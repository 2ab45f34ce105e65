pub mod csv;
pub mod docs;
pub mod excel;
pub mod json;
pub mod markdown;
pub mod xml;
pub mod yaml;

pub use docs::{document_filename, write_document};

use crate::error::{ExportError, Result};
use crate::projector::{ColumnOrder, ProjectedItem};
use serde_json::Value;
use std::path::Path;

/// The bulk output formats. Per-record documents are produced on every run
/// and are not part of this set.
#[derive(Debug, Clone, Copy, PartialEq, Eq)]
pub enum ExportFormat {
    Csv,
    Json,
    Excel,
    Yaml,
    Xml,
    Markdown,
}

impl ExportFormat {
    pub const ALL: [ExportFormat; 6] = [
        ExportFormat::Csv,
        ExportFormat::Json,
        ExportFormat::Excel,
        ExportFormat::Yaml,
        ExportFormat::Xml,
        ExportFormat::Markdown,
    ];

    pub fn name(&self) -> &'static str {
        match self {
            ExportFormat::Csv => "csv",
            ExportFormat::Json => "json",
            ExportFormat::Excel => "excel",
            ExportFormat::Yaml => "yaml",
            ExportFormat::Xml => "xml",
            ExportFormat::Markdown => "markdown",
        }
    }

    pub fn extension(&self) -> &'static str {
        match self {
            ExportFormat::Csv => "csv",
            ExportFormat::Json => "json",
            ExportFormat::Excel => "xlsx",
            ExportFormat::Yaml => "yaml",
            ExportFormat::Xml => "xml",
            ExportFormat::Markdown => "md",
        }
    }
}

impl std::fmt::Display for ExportFormat {
    fn fmt(&self, f: &mut std::fmt::Formatter<'_>) -> std::fmt::Result {
        f.write_str(self.name())
    }
}

/// One renderer per bulk format. All renderers consume the same shared
/// column order and projected items; only the encoding differs.
pub trait Renderer {
    fn format(&self) -> ExportFormat;

    fn render(&self, columns: &ColumnOrder, items: &[ProjectedItem], path: &Path) -> Result<()>;
}

pub fn renderer_for(format: ExportFormat) -> Box<dyn Renderer> {
    match format {
        ExportFormat::Csv => Box::new(csv::CsvRenderer),
        ExportFormat::Json => Box::new(json::JsonRenderer),
        ExportFormat::Excel => Box::new(excel::ExcelRenderer),
        ExportFormat::Yaml => Box::new(yaml::YamlRenderer),
        ExportFormat::Xml => Box::new(xml::XmlRenderer),
        ExportFormat::Markdown => Box::new(markdown::MarkdownRenderer),
    }
}

/// String form of a projected value for flat (cell-oriented) outputs.
/// Null renders empty, scalars render plainly, containers render as JSON.
pub(crate) fn value_to_cell(value: &Value) -> String {
    match value {
        Value::Null => String::new(),
        Value::String(text) => text.clone(),
        Value::Bool(flag) => flag.to_string(),
        Value::Number(number) => number.to_string(),
        other => serde_json::to_string(other).unwrap_or_default(),
    }
}

/// Uniform empty-input guard for renderers that need at least one row to
/// establish their layout.
pub(crate) fn require_records(format: ExportFormat, items: &[ProjectedItem]) -> Result<()> {
    if items.is_empty() {
        Err(ExportError::render(
            format.name(),
            "no records to export",
        ))
    } else {
        Ok(())
    }
}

----

(Directions for this task):
Quote the listing in full, please, keeping every line exact.

(Task solution):
repository 2ab45f34ce105e65
pub mod csv;
pub mod docs;
pub mod excel;
pub mod json;
pub mod markdown;
pub mod xml;
pub mod yaml;

pub use docs::{document_filename, write_document};

use crate::error::{ExportError, Result};
use crate::projector::{ColumnOrder, ProjectedItem};
use serde_json::Value;
use std::path::Path;

/// The bulk output formats. Per-record documents are produced on every run
/// and are not part of this set.
#[derive(Debug, Clone, Copy, PartialEq, Eq)]
pub enum ExportFormat {
    Csv,
    Json,
    Excel,
    Yaml,
    Xml,
    Markdown,
}

impl ExportFormat {
    pub const ALL: [ExportFormat; 6] = [
        ExportFormat::Csv,
        ExportFormat::Json,
        ExportFormat::Excel,
        ExportFormat::Yaml,
        ExportFormat::Xml,
        ExportFormat::Markdown,
    ];

    pub fn name(&self) -> &'static str {
        match self {
            ExportFormat::Csv => "csv",
            ExportFormat::Json => "json",
            ExportFormat::Excel => "excel",
            ExportFormat::Yaml => "yaml",
            ExportFormat::Xml => "xml",
            ExportFormat::Markdown => "markdown",
        }
    }

    pub fn extension(&self) -> &'static str {
        match self {
            ExportFormat::Csv => "csv",
            ExportFormat::Json => "json",
            ExportFormat::Excel => "xlsx",
            ExportFormat::Yaml => "yaml",
            ExportFormat::Xml => "xml",
            ExportFormat::Markdown => "md",
        }
    }
}

impl std::fmt::Display for ExportFormat {
    fn fmt(&self, f: &mut std::fmt::Formatter<'_>) -> std::fmt::Result {
        f.write_str(self.name())
    }
}

/// One renderer per bulk format. All renderers consume the same shared
/// column order and projected items; only the encoding differs.
pub trait Renderer {
    fn format(&self) -> ExportFormat;

    fn render(&self, columns: &ColumnOrder, items: &[ProjectedItem], path: &Path) -> Result<()>;
}

pub fn renderer_for(format: ExportFormat) -> Box<dyn Renderer> {
    match format {
        ExportFormat::Csv => Box::new(csv::CsvRenderer),
        ExportFormat::Json => Box::new(json::JsonRenderer),
        ExportFormat::Excel => Box::new(excel::ExcelRenderer),
        ExportFormat::Yaml => Box::new(yaml::YamlRenderer),
        ExportFormat::Xml => Box::new(xml::XmlRenderer),
        ExportFormat::Markdown => Box::new(markdown::MarkdownRenderer),
    }
}

/// String form of a projected value for flat (cell-oriented) outputs.
/// Null renders empty, scalars render plainly, containers render as JSON.
pub(crate) fn value_to_cell(value: &Value) -> String {
    match value {
        Value::Null => String::new(),
        Value::String(text) => text.clone(),
        Value::Bool(flag) => flag.to_string(),
        Value::Number(number) => number.to_string(),
        other => serde_json::to_string(other).unwrap_or_default(),
    }
}

/// Uniform empty-input guard for renderers that need at least one row to
/// establish their layout.
pub(crate) fn require_records(format: ExportFormat, items: &[ProjectedItem]) -> Result<()> {
    if items.is_empty() {
        Err(ExportError::render(
            format.name(),
            "no records to export",
        ))
    } else {
        Ok(())
    }
}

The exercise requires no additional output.